$5 for Freedom
A dream made real:
Yellow cardboard parking pass
Fluttering against my mirror
A bird drawing out its final dusk song
My car’s machinery humming
My hair flicking at my face
Glasses shielding, sliding down my nose
I exit to walk among trees and peace
Past bear scat and huddled breaths
Heat full on my skin and back
Chills with wind in its shifting
I hear a voice pull through that is unlike me,
And my own.
Studied, stuttered hikes through unknown territory:
This is how I am choosing to spend my precious moments
On this earth, asking for forgiveness, transforming guilt into gratitude,
Pressing out my full stomach with every hasty inhale and jagged exhale,
Keeping peace and pace with my heart, my soul.

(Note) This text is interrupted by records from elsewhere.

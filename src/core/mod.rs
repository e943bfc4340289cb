/// Engines over the schema types: emptiness rules, tier transitions,
/// relationship classification and layout, location pricing.
pub mod classifier;
pub mod emptiness;
pub mod graph;
pub mod layout;
pub mod pricing;
pub mod synthesis;
pub mod tiers;
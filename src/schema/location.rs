use serde::{Deserialize, Serialize};
use std::fmt;
use std::str::FromStr;
use uuid::Uuid;

/// Newtype wrapper for location suggestion IDs.
#[derive(Debug, Clone, Copy, PartialEq, Eq, Hash, Serialize, Deserialize)]
pub struct LocationId(pub Uuid);

impl LocationId {
    pub fn new() -> Self {
        Self(Uuid::new_v4())
    }
}

impl Default for LocationId {
    fn default() -> Self {
        Self::new()
    }
}

/// Where a location suggestion was sourced from.
///
/// Parsing never fails: any unrecognized channel becomes `Other`.
#[derive(Debug, Clone, Copy, PartialEq, Eq, Hash, Serialize, Deserialize)]
#[serde(from = "String", into = "String")]
pub enum SourcingChannel {
    Airbnb,
    Peerspace,
    Giggster,
    PublicSpace,
    SpecificVenue,
    Rental,
    Other,
}

impl SourcingChannel {
    pub const ALL: [SourcingChannel; 7] = [
        Self::Airbnb,
        Self::Peerspace,
        Self::Giggster,
        Self::PublicSpace,
        Self::SpecificVenue,
        Self::Rental,
        Self::Other,
    ];

    pub fn as_str(&self) -> &'static str {
        match self {
            Self::Airbnb => "airbnb",
            Self::Peerspace => "peerspace",
            Self::Giggster => "giggster",
            Self::PublicSpace => "public-space",
            Self::SpecificVenue => "specific-venue",
            Self::Rental => "rental",
            Self::Other => "other",
        }
    }
}

impl FromStr for SourcingChannel {
    type Err = std::convert::Infallible;

    fn from_str(s: &str) -> Result<Self, Self::Err> {
        let normalized = s.trim().to_lowercase().replace(['_', ' '], "-");
        Ok(match normalized.as_str() {
            "airbnb" => Self::Airbnb,
            "peerspace" => Self::Peerspace,
            "giggster" => Self::Giggster,
            "public-space" => Self::PublicSpace,
            "specific-venue" => Self::SpecificVenue,
            "rental" => Self::Rental,
            _ => Self::Other,
        })
    }
}

impl From<String> for SourcingChannel {
    fn from(s: String) -> Self {
        match s.parse() {
            Ok(channel) => channel,
            Err(never) => match never {},
        }
    }
}

impl From<SourcingChannel> for String {
    fn from(channel: SourcingChannel) -> Self {
        channel.as_str().to_string()
    }
}

impl fmt::Display for SourcingChannel {
    fn fmt(&self, f: &mut fmt::Formatter<'_>) -> fmt::Result {
        f.write_str(self.as_str())
    }
}

/// Itemized cost for a location. Amounts are in whole-or-fractional USD.
#[derive(Debug, Clone, PartialEq, Default, Serialize, Deserialize)]
pub struct CostBreakdown {
    pub day_rate: f64,
    #[serde(default)]
    pub permit_fee: Option<f64>,
    #[serde(default)]
    pub notes: Option<String>,
}

/// A candidate shoot location produced by a search or generation step.
#[derive(Debug, Clone, PartialEq, Serialize, Deserialize)]
pub struct LocationSuggestion {
    /// Suggestions that arrive without an id get a fresh one.
    #[serde(default)]
    pub id: LocationId,
    pub name: String,
    pub sourcing: SourcingChannel,
    /// Free-text venue description, e.g. "Industrial Warehouse".
    pub venue_type: String,
    #[serde(default)]
    pub cost_breakdown: Option<CostBreakdown>,
    /// Legacy single-number cost, kept in sync with `cost_breakdown.day_rate`
    /// once a price has been estimated.
    #[serde(default)]
    pub estimated_cost: Option<f64>,
    #[serde(default)]
    pub is_estimated: bool,
}

impl LocationSuggestion {
    pub fn new(
        name: impl Into<String>,
        sourcing: SourcingChannel,
        venue_type: impl Into<String>,
    ) -> Self {
        Self {
            id: LocationId::new(),
            name: name.into(),
            sourcing,
            venue_type: venue_type.into(),
            cost_breakdown: None,
            estimated_cost: None,
            is_estimated: false,
        }
    }

    pub fn with_day_rate(mut self, day_rate: f64) -> Self {
        self.cost_breakdown = Some(CostBreakdown {
            day_rate,
            ..CostBreakdown::default()
        });
        self
    }

    /// The day-rate currently on record: the breakdown's, else the legacy field.
    pub fn existing_day_rate(&self) -> Option<f64> {
        self.cost_breakdown
            .as_ref()
            .map(|c| c.day_rate)
            .or(self.estimated_cost)
    }

    /// True when neither the breakdown nor the legacy cost field is present.
    pub fn has_no_cost_fields(&self) -> bool {
        self.cost_breakdown.is_none() && self.estimated_cost.is_none()
    }
}

#[cfg(test)]
mod tests {
    use super::*;

    #[test]
    fn channel_parsing() {
        assert_eq!("airbnb".parse::<SourcingChannel>().unwrap(), SourcingChannel::Airbnb);
        assert_eq!(
            "Public Space".parse::<SourcingChannel>().unwrap(),
            SourcingChannel::PublicSpace
        );
        assert_eq!(
            "specific_venue".parse::<SourcingChannel>().unwrap(),
            SourcingChannel::SpecificVenue
        );
        assert_eq!(
            "craigslist".parse::<SourcingChannel>().unwrap(),
            SourcingChannel::Other
        );
    }

    #[test]
    fn channel_serde_uses_kebab_strings() {
        let json = serde_json::to_string(&SourcingChannel::PublicSpace).unwrap();
        assert_eq!(json, "\"public-space\"");
        let parsed: SourcingChannel = serde_json::from_str("\"somewhere-new\"").unwrap();
        assert_eq!(parsed, SourcingChannel::Other);
    }

    #[test]
    fn existing_day_rate_prefers_breakdown() {
        let mut loc = LocationSuggestion::new("Loft", SourcingChannel::Peerspace, "Loft")
            .with_day_rate(300.0);
        loc.estimated_cost = Some(250.0);
        assert_eq!(loc.existing_day_rate(), Some(300.0));

        loc.cost_breakdown = None;
        assert_eq!(loc.existing_day_rate(), Some(250.0));

        loc.estimated_cost = None;
        assert_eq!(loc.existing_day_rate(), None);
        assert!(loc.has_no_cost_fields());
    }

    #[test]
    fn suggestion_without_id_gets_one() {
        let json = r#"{"name": "Pier 9", "sourcing": "public_space", "venue_type": "Waterfront"}"#;
        let loc: LocationSuggestion = serde_json::from_str(json).unwrap();
        assert_eq!(loc.sourcing, SourcingChannel::PublicSpace);
        assert!(loc.has_no_cost_fields());
        assert!(!loc.is_estimated);
        assert_ne!(loc.id.0, Uuid::nil());
    }
}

I feel I am Whitman, or a child-like prophet,
Whose words whisper down like unruly hair.
I wear my mask but off it tumbles, falls, in the face of this natural beauty
Where green meets brown and beneath my feet are sinking sands
That cushion the griefs of the day, the years.
The years go on, and I am just anew—wrinkling, tanning, reddening, enlarging, braving, becoming a new entire being, human in every moment, being as human as I can be.
I cry into the woods and wish for the anticipation to end—of future fears, hates, embarrassments, of unending unknown outcomes.
But the answer is never there—no one finds certainty in here.
And so I cry and cry into the heat and vomit up remorse and wretch in all the glorious pain and rejoice as if I were a religious zealot, the pulpit my birds, my steward the sun, my handkerchief the fallen and growing leaves that never stop.